▸ Work instructions
Return exactly the lines of the records below, starting at the line that contains "filename src/lib.rs" and ending at the line that contains "mirrored physical objects", with both of those lines kept.

▸ Extracted data entries
━━━━━━━━━━━━━━━━━━━━━━━━━━━━━━

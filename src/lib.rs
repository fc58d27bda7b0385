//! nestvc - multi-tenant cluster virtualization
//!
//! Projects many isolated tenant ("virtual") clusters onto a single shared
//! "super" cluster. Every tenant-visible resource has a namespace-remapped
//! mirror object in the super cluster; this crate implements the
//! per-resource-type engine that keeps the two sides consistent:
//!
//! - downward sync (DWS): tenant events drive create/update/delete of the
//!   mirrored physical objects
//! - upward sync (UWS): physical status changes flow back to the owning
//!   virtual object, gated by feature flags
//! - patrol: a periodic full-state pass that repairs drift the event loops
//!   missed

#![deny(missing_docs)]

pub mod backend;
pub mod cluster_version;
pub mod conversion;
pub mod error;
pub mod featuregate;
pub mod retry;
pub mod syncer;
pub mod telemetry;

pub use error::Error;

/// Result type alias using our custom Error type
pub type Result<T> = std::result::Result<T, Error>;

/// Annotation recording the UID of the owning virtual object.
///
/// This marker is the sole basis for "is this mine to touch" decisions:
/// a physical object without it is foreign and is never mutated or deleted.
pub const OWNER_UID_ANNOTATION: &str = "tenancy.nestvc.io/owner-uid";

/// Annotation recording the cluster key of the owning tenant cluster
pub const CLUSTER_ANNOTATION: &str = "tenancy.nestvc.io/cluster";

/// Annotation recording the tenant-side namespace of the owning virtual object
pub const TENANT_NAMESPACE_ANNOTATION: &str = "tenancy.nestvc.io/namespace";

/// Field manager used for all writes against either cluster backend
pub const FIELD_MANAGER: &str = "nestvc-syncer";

━━━━━━━━━━━━━━━━━━━━━━━━━━━━━━

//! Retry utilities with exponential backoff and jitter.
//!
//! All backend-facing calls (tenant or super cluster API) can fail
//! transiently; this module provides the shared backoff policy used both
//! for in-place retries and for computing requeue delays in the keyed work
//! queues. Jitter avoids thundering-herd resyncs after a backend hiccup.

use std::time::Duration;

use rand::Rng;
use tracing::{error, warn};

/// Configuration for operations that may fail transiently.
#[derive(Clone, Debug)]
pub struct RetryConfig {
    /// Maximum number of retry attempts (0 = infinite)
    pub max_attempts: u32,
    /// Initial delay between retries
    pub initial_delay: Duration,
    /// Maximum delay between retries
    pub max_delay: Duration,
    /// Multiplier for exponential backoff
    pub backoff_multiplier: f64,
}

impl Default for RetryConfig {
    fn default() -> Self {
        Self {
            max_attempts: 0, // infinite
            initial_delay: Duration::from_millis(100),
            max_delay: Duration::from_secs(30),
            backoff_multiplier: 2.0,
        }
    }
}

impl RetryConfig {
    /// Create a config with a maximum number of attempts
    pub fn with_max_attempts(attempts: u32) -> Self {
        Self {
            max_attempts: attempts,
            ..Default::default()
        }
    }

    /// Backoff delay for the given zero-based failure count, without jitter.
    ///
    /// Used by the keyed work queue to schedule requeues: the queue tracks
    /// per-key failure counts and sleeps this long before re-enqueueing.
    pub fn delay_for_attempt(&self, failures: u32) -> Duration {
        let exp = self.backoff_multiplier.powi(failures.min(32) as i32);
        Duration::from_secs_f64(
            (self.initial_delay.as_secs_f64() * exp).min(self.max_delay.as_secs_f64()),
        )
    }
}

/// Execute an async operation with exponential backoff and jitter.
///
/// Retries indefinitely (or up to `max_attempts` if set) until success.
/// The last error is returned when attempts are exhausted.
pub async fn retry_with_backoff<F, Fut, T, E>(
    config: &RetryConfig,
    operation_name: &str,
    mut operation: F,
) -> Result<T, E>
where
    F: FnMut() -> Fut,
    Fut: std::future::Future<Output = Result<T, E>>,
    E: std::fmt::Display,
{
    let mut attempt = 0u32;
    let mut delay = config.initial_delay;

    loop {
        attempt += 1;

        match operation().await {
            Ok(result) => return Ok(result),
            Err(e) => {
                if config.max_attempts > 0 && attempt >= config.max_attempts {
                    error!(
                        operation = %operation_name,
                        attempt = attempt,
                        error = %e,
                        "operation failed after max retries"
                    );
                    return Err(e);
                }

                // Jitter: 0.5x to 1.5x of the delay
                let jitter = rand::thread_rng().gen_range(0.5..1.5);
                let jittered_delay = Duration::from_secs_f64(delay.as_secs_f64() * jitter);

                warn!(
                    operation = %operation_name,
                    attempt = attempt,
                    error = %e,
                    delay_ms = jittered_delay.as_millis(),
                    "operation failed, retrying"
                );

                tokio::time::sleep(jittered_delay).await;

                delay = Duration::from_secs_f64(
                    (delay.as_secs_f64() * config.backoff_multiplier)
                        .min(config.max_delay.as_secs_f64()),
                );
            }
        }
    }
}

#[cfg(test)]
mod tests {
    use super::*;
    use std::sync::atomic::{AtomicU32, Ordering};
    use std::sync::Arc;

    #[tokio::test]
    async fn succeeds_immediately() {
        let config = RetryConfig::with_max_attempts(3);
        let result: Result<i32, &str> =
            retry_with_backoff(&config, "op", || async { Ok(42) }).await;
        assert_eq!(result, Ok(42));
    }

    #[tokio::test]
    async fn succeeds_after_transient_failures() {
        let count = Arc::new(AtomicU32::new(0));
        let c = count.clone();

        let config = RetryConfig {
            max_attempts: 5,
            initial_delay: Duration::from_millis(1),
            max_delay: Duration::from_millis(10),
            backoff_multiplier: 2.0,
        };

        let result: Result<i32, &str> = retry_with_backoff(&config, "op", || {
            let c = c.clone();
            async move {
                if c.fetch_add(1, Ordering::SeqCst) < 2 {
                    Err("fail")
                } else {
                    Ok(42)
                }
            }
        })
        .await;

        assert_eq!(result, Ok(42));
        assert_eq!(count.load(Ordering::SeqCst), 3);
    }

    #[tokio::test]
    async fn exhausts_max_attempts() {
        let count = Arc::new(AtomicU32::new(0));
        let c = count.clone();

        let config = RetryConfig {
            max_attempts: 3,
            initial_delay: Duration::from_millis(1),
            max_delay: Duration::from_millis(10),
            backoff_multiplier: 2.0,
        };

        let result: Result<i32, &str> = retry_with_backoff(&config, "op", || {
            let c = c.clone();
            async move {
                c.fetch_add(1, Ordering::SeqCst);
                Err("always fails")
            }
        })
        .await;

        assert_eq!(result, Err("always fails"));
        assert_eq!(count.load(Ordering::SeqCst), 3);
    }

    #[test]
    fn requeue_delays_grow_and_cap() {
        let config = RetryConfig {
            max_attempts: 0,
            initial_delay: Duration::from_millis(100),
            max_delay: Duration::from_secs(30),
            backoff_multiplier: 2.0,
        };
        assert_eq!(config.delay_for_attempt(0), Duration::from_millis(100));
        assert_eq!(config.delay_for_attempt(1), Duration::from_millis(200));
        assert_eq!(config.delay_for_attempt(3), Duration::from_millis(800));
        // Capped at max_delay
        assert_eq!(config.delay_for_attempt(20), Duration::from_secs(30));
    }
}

━━━━━━━━━━━━━━━━━━━━━━━━━━━━━━

▸ Answer for the task
filename src/lib.rs
repository fc58d27bda7b0385
//! nestvc - multi-tenant cluster virtualization
//!
//! Projects many isolated tenant ("virtual") clusters onto a single shared
//! "super" cluster. Every tenant-visible resource has a namespace-remapped
//! mirror object in the super cluster; this crate implements the
//! per-resource-type engine that keeps the two sides consistent:
//!
//! - downward sync (DWS): tenant events drive create/update/delete of the
//!   mirrored physical objects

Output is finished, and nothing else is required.